En síntesis, la retórica políticamente correcta según la cual los imperios fueron un desastre completo para las poblaciones colonizadas no puede aceptarse de manera acrítica. Demasiada evidencia sugiere que, a pesar de los males que ciertamente existieron, hubo beneficios del proceso colonizador para los nativos tanto en términos de progreso económico y social como moral. Una correcta evaluación de esa etapa de la historia humana debe abrirse a una discusión basada en la evidencia, la que bien podría concluir que este fue detrimental si es lo suficientemente sólida. Lo que no es admisible es asumir como un dogma de fe que los imperios fueron nefastos y pretender desde ahí clausurar un debate altamente complejo que merece ser situado en el contexto histórico pertinente. Tampoco puede hablarse de la culpa occidental por los crímenes cometidos sin reconocer que los males perpetrados por los occidentales eran también comunes, e incluso más extendidos, en otras culturas y que fue precisamente la civilización occidental, con su filosofía liberal y humanista, la única que puso fin a muchos de ellos, pagando un elevadísimo precio en el proceso. La ventaja moral occidental fue sintetizada por el profesor de Oxford Larry Siedentop en los siguientes términos:

Como otras culturas, la occidental se encuentra basada en creencias. Pero a diferencia de la mayoría de las otras, las creencias occidentales privilegian la idea de igualdad. Y es la preeminencia de la igualdad —de una premisa que excluye diferencias permanentes de estatus y la adscripción de opiniones autoritativas de personas o grupos— lo que fundó el estado secular y la idea de derechos naturales. Así, el único derecho de nacimiento reconocido por la tradición liberal es la libertad individual, y el cristianismo jugó un rol decisivo en ello743.

Más categórica aún es la conclusión de Jürgen Habermas, uno de los pensadores más influyentes y renombrados de la izquierda en el último medio siglo que sería, sin embargo, capaz de reconocer la superioridad ética occidental:

El igualitarismo universalista, del cual surgieron los ideales de libertad y una vida colectiva solidaria, la conducta autónoma de la vida y la emancipación, la moral individual de la conciencia, los derechos humanos y la democracia es el legado directo de la ética judaica de la justicia y la ética cristiana del amor. Este legado, sustancialmente sin cambios, ha sido objeto de continua apropiación crítica y reinterpretación. Hasta el día de hoy no hay alternativa. Y a la luz de los desafíos actuales de una constelación posnacional, seguimos recurriendo a la esencia de este patrimonio. Todo lo demás es palabrería posmoderna inútil744.

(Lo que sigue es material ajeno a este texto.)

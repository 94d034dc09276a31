//! Request-admission pipeline for `/chat`.
//!
//! Each request walks the gates in order and leaves at the first rejection:
//!
//! 1. parse client id and message
//! 2. lead check (regex extraction, best-effort write)
//! 3. resolve the client (unknown → 404, disabled → 403)
//! 4. origin guard (403)
//! 5. rate limiter (429)
//! 6. validate the message (400)
//! 7. call the LLM with the client's system prompt
//! 8. append a usage entry, fire-and-forget
//!
//! Lead and usage writes run on background tasks; their failures are logged
//! and never reach the caller.

use std::sync::Arc;
use std::time::{Duration, Instant};

use serde_json::Value;
use tokio_util::task::TaskTracker;
use uuid::Uuid;

use crate::error::ApiError;
use crate::leads::{LeadRecord, LeadSink};
use crate::llm::{CompletionRequest, LlmDriver};
use crate::origin;
use crate::rate_limit::FixedWindowLimiter;
use crate::registry::ClientRegistry;
use crate::usage::{UsageEntry, UsageSink};

/// Inbound chat call as seen by the pipeline.
#[derive(Debug, Clone, Default)]
pub struct ChatRequest {
    /// Raw JSON value; strings and numbers are looked up, anything else is unknown.
    pub client_id: Option<Value>,
    /// Raw JSON value; anything but a non-empty string fails validation.
    pub message: Option<Value>,
    /// Declared `Origin` header.
    pub origin: Option<String>,
    pub page_url: Option<String>,
}

#[derive(Debug, Clone, PartialEq, Eq)]
pub struct ChatReply {
    pub reply: String,
}

/// Tunables that do not live on individual clients.
#[derive(Debug, Clone)]
pub struct PipelineSettings {
    pub default_model: String,
    pub default_rpm: u32,
    pub llm_timeout: Duration,
    /// Write leads before the client is resolved, so unknown or disabled
    /// clients can still produce lead rows.
    pub capture_before_resolve: bool,
}

#[derive(Clone)]
pub struct ChatPipeline {
    registry: Arc<ClientRegistry>,
    limiter: Arc<FixedWindowLimiter>,
    llm: Arc<dyn LlmDriver>,
    leads: Arc<dyn LeadSink>,
    usage: Arc<dyn UsageSink>,
    settings: PipelineSettings,
    background: TaskTracker,
}

impl std::fmt::Debug for ChatPipeline {
    fn fmt(&self, f: &mut std::fmt::Formatter<'_>) -> std::fmt::Result {
        f.debug_struct("ChatPipeline")
            .field("settings", &self.settings)
            .field("llm", &self.llm)
            .field("background_tasks", &self.background.len())
            .finish_non_exhaustive()
    }
}

impl ChatPipeline {
    pub fn new(
        registry: Arc<ClientRegistry>,
        limiter: Arc<FixedWindowLimiter>,
        llm: Arc<dyn LlmDriver>,
        leads: Arc<dyn LeadSink>,
        usage: Arc<dyn UsageSink>,
        settings: PipelineSettings,
    ) -> Self {
        Self {
            registry,
            limiter,
            llm,
            leads,
            usage,
            settings,
            background: TaskTracker::new(),
        }
    }

    pub async fn handle(&self, req: ChatRequest) -> Result<ChatReply, ApiError> {
        let started = Instant::now();
        let request_id = Uuid::new_v4();

        // Received
        let client_id = client_key(req.client_id.as_ref());
        let client_id = client_id.as_deref();
        let message = req.message.as_ref().and_then(Value::as_str);

        tracing::debug!(
            request_id = %request_id,
            client_id = ?client_id,
            origin = ?req.origin,
            "Received chat request"
        );

        // LeadCheck
        let mut lead = client_id
            .zip(message)
            .and_then(|(id, msg)| LeadRecord::from_message(id, msg, req.page_url.as_deref()));
        if self.settings.capture_before_resolve
            && let Some(lead) = lead.take()
        {
            self.spawn_lead(lead);
        }

        // ClientResolved
        let client = match client_id {
            Some(id) => self.registry.lookup(id)?,
            None if has_client_id(req.client_id.as_ref()) => return Err(ApiError::UnknownClient),
            None => return Err(ApiError::BadRequest("clientId required".to_string())),
        };
        if let Some(lead) = lead {
            self.spawn_lead(lead);
        }

        // OriginChecked
        origin::check(req.origin.as_deref(), &client)?;

        // RateChecked
        if !self
            .limiter
            .check(&client.client_id, client.rate_limit(self.settings.default_rpm))
        {
            tracing::info!(request_id = %request_id, client_id = %client.client_id, "Rate limit exceeded");
            return Err(ApiError::RateLimited);
        }

        // Validated
        let message = message
            .filter(|m| !m.is_empty())
            .ok_or_else(|| ApiError::BadRequest("message required".to_string()))?;

        // LLMInvoked
        let model = client.model_or(&self.settings.default_model);
        let request = CompletionRequest::new(model, &client.system_prompt(), message);
        tracing::debug!(request_id = %request_id, model = %model, "Calling LLM");

        let reply = match tokio::time::timeout(self.settings.llm_timeout, self.llm.complete(request))
            .await
        {
            Ok(Ok(reply)) => reply,
            Ok(Err(e)) => {
                return Err(ApiError::Upstream(e.context(format!(
                    "LLM call failed for client {} (request {request_id})",
                    client.client_id
                ))));
            }
            Err(_) => return Err(ApiError::UpstreamTimeout),
        };

        // Logged
        let elapsed = started.elapsed();
        self.spawn_usage(UsageEntry {
            ts: chrono::Utc::now(),
            client_id: client.client_id.clone(),
            origin: req.origin.clone(),
            ms: elapsed.as_millis() as u64,
            msg_chars: message.chars().count(),
            reply_chars: reply.chars().count(),
        });

        tracing::info!(
            request_id = %request_id,
            client_id = %client.client_id,
            elapsed_ms = elapsed.as_millis() as u64,
            reply_length = reply.len(),
            "Chat request completed"
        );

        // Responded
        Ok(ChatReply { reply })
    }

    /// Wait for every in-flight lead and usage write to finish.
    pub async fn flush(&self) {
        self.background.close();
        self.background.wait().await;
        self.background.reopen();
    }

    fn spawn_lead(&self, lead: LeadRecord) {
        let sink = Arc::clone(&self.leads);
        self.background.spawn(async move {
            if let Err(e) = sink.record(&lead).await {
                tracing::warn!(client_id = %lead.client_id, error = %e, "Failed to record lead");
            }
        });
    }

    fn spawn_usage(&self, entry: UsageEntry) {
        let sink = Arc::clone(&self.usage);
        self.background.spawn(async move {
            if let Err(e) = sink.append(&entry).await {
                tracing::warn!(client_id = %entry.client_id, error = %e, "Failed to write usage log");
            }
        });
    }
}

/// Registry key for a raw `clientId`. Numbers are matched by their decimal text.
fn client_key(raw: Option<&Value>) -> Option<String> {
    match raw? {
        Value::String(id) if !id.is_empty() => Some(id.clone()),
        Value::Number(n) => Some(n.to_string()),
        _ => None,
    }
}

/// Whether the caller sent something in `clientId` at all.
fn has_client_id(raw: Option<&Value>) -> bool {
    match raw {
        None | Some(Value::Null) => false,
        Some(Value::String(id)) => !id.is_empty(),
        Some(_) => true,
    }
}
use axum::{
    Json, Router,
    extract::{DefaultBodyLimit, Query, State, rejection::JsonRejection},
    http::{HeaderMap, header},
    routing::{get, post},
};
use serde::{Deserialize, Serialize};
use serde_json::{Value, json};
use std::path::PathBuf;
use std::sync::Arc;

use tower_http::cors::CorsLayer;
use tower_http::services::{ServeDir, ServeFile};
use tower_http::trace::TraceLayer;

use tracing::info;

use crate::AppState;
use crate::config::AppConfig;
use crate::error::ApiError;
use crate::leads::{LeadSink, LogOnlyLeadSink, PostgresLeadSink};
use crate::llm;
use crate::origin;
use crate::pipeline::{ChatPipeline, ChatRequest, PipelineSettings};
use crate::rate_limit::FixedWindowLimiter;
use crate::registry::ClientRegistry;
use crate::usage::JsonLinesUsageLog;

/// Start the Axum server with the provided configuration.
pub async fn start_server(config: Arc<AppConfig>) -> anyhow::Result<()> {
    let settings = config.llm_settings();
    info!(
        name: "llm.config.loaded",
        base_url = %settings.base_url,
        default_model = %settings.default_model,
        protocol = ?settings.protocol,
        timeout_secs = settings.timeout.as_secs(),
        "LLM configuration loaded"
    );
    if settings.api_key.is_none() {
        tracing::warn!("No LLM API key configured; upstream calls will be unauthenticated");
    }

    let registry = Arc::new(ClientRegistry::load_from_file(&config.clients.path)?);
    info!(
        name: "registry.loaded",
        path = %config.clients.path,
        clients = registry.len(),
        "Client registry loaded"
    );

    let leads: Arc<dyn LeadSink> = match &config.leads.database_url {
        Some(url) => match PostgresLeadSink::new(url).await {
            Ok(sink) => {
                info!("Lead store connected");
                Arc::new(sink)
            }
            Err(e) => {
                tracing::error!(error = ?e, "Failed to connect lead store, leads will only be logged");
                Arc::new(LogOnlyLeadSink)
            }
        },
        None => {
            info!("No lead database configured, leads will only be logged");
            Arc::new(LogOnlyLeadSink)
        }
    };

    let limiter = Arc::new(FixedWindowLimiter::new(config.rate_window()));
    let pipeline = Arc::new(ChatPipeline::new(
        Arc::clone(&registry),
        Arc::clone(&limiter),
        llm::driver_for(settings.clone()),
        leads,
        Arc::new(JsonLinesUsageLog::new(&config.usage.log_path)),
        PipelineSettings {
            default_model: settings.default_model.clone(),
            default_rpm: config.limits.default_rpm,
            llm_timeout: settings.timeout,
            capture_before_resolve: config.leads.capture_before_resolve,
        },
    ));

    let state = AppState {
        registry: Arc::clone(&registry),
        pipeline: Arc::clone(&pipeline),
        config: Arc::clone(&config),
    };

    // Background: registry hot reload and stale bucket cleanup
    let watcher = tokio::spawn(Arc::clone(&registry).watch(config.clients.reload_interval()));
    let pruner = tokio::spawn(async move {
        let mut ticker = tokio::time::interval(limiter.window());
        loop {
            ticker.tick().await;
            limiter.prune();
        }
    });

    let app = router(state);

    let addr = format!("{}:{}", config.server.host, config.server.port);
    let listener = tokio::net::TcpListener::bind(&addr).await?;

    info!(
        name: "server.started",
        address = %addr,
        "Server started"
    );

    axum::serve(listener, app.into_make_service())
        .with_graceful_shutdown(shutdown_signal())
        .await?;

    watcher.abort();
    pruner.abort();
    pipeline.flush().await;
    info!(name: "server.stopped", "Server stopped");
    Ok(())
}

/// Build the HTTP router. Split out so tests can drive it in-process.
pub fn router(state: AppState) -> Router {
    let static_dir = PathBuf::from(&state.config.server.static_dir);
    let body_limit = state.config.server.body_limit_bytes;

    Router::new()
        .route("/health", get(health))
        .route("/client-config", get(client_config))
        .route("/chat", post(chat))
        .route_service("/widget.js", ServeFile::new(static_dir.join("widget.js")))
        .fallback_service(ServeDir::new(static_dir))
        .layer(DefaultBodyLimit::max(body_limit))
        // Origin policy is enforced per route; CORS itself stays open so the
        // widget can read error bodies from any site.
        .layer(CorsLayer::permissive())
        .layer(TraceLayer::new_for_http())
        .with_state(state)
}

async fn shutdown_signal() {
    let ctrl_c = async {
        if let Err(e) = tokio::signal::ctrl_c().await {
            tracing::error!(error = %e, "Failed to listen for Ctrl-C");
            std::future::pending::<()>().await;
        }
    };

    #[cfg(unix)]
    let terminate = async {
        match tokio::signal::unix::signal(tokio::signal::unix::SignalKind::terminate()) {
            Ok(mut sig) => {
                sig.recv().await;
            }
            Err(e) => {
                tracing::error!(error = %e, "Failed to listen for SIGTERM");
                std::future::pending::<()>().await;
            }
        }
    };

    #[cfg(not(unix))]
    let terminate = std::future::pending::<()>();

    tokio::select! {
        () = ctrl_c => {},
        () = terminate => {},
    }
    info!("Shutdown signal received");
}

// ─────────────────────────────────────────────────────────────────────────────
// API Handlers
// ─────────────────────────────────────────────────────────────────────────────

fn declared_origin(headers: &HeaderMap) -> Option<&str> {
    headers.get(header::ORIGIN).and_then(|v| v.to_str().ok())
}

/// GET /health - Liveness probe.
async fn health() -> Json<Value> {
    Json(json!({ "status": "ok" }))
}

/// Query parameters for the config endpoint.
#[derive(Debug, Deserialize)]
struct ClientConfigQuery {
    #[serde(rename = "clientId")]
    client_id: Option<String>,
}

/// GET /client-config - Widget UI settings for an approved origin. Never
/// returns prompts, model, or limits.
async fn client_config(
    State(state): State<AppState>,
    Query(query): Query<ClientConfigQuery>,
    headers: HeaderMap,
) -> Result<Json<Value>, ApiError> {
    let client_id = query
        .client_id
        .filter(|id| !id.is_empty())
        .ok_or_else(|| ApiError::BadRequest("clientId required".to_string()))?;

    let client = state.registry.lookup(&client_id)?;
    origin::check(declared_origin(&headers), &client)?;

    Ok(Json(json!({ "ui": client.ui() })))
}

/// Request body for chat API.
#[derive(Debug, Default, Deserialize)]
#[serde(rename_all = "camelCase")]
struct ChatBody {
    /// Kept raw like `message`; the pipeline decides what a usable id is.
    #[serde(default)]
    client_id: Option<Value>,
    /// Kept raw so a non-string message is a validation error, not a parse error.
    #[serde(default)]
    message: Option<Value>,
    #[serde(default)]
    page_url: Option<String>,
}

/// Response from chat API.
#[derive(Debug, Serialize)]
struct ChatResponse {
    reply: String,
}

/// POST /chat - Run one message through the admission pipeline.
async fn chat(
    State(state): State<AppState>,
    headers: HeaderMap,
    body: Result<Json<ChatBody>, JsonRejection>,
) -> Result<Json<ChatResponse>, ApiError> {
    let Json(body) = body.map_err(|rejection| {
        tracing::debug!(error = %rejection, "Rejected chat body");
        ApiError::BadRequest("invalid JSON body".to_string())
    })?;

    let reply = state
        .pipeline
        .handle(ChatRequest {
            client_id: body.client_id,
            message: body.message,
            origin: declared_origin(&headers).map(ToString::to_string),
            page_url: body.page_url,
        })
        .await?;

    Ok(Json(ChatResponse { reply: reply.reply }))
}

En suma, sin dejar de lado las manchas de nuestra historia, podemos concluir que los occidentales tenemos buenas razones para estar orgullosos por la contribución sin precedentes que hemos hecho a la humanidad en términos morales, económicos, democráticos, científicos y culturales, pues todo ello ha transformado para mejor la vida de toda nuestra especie sobre este planeta.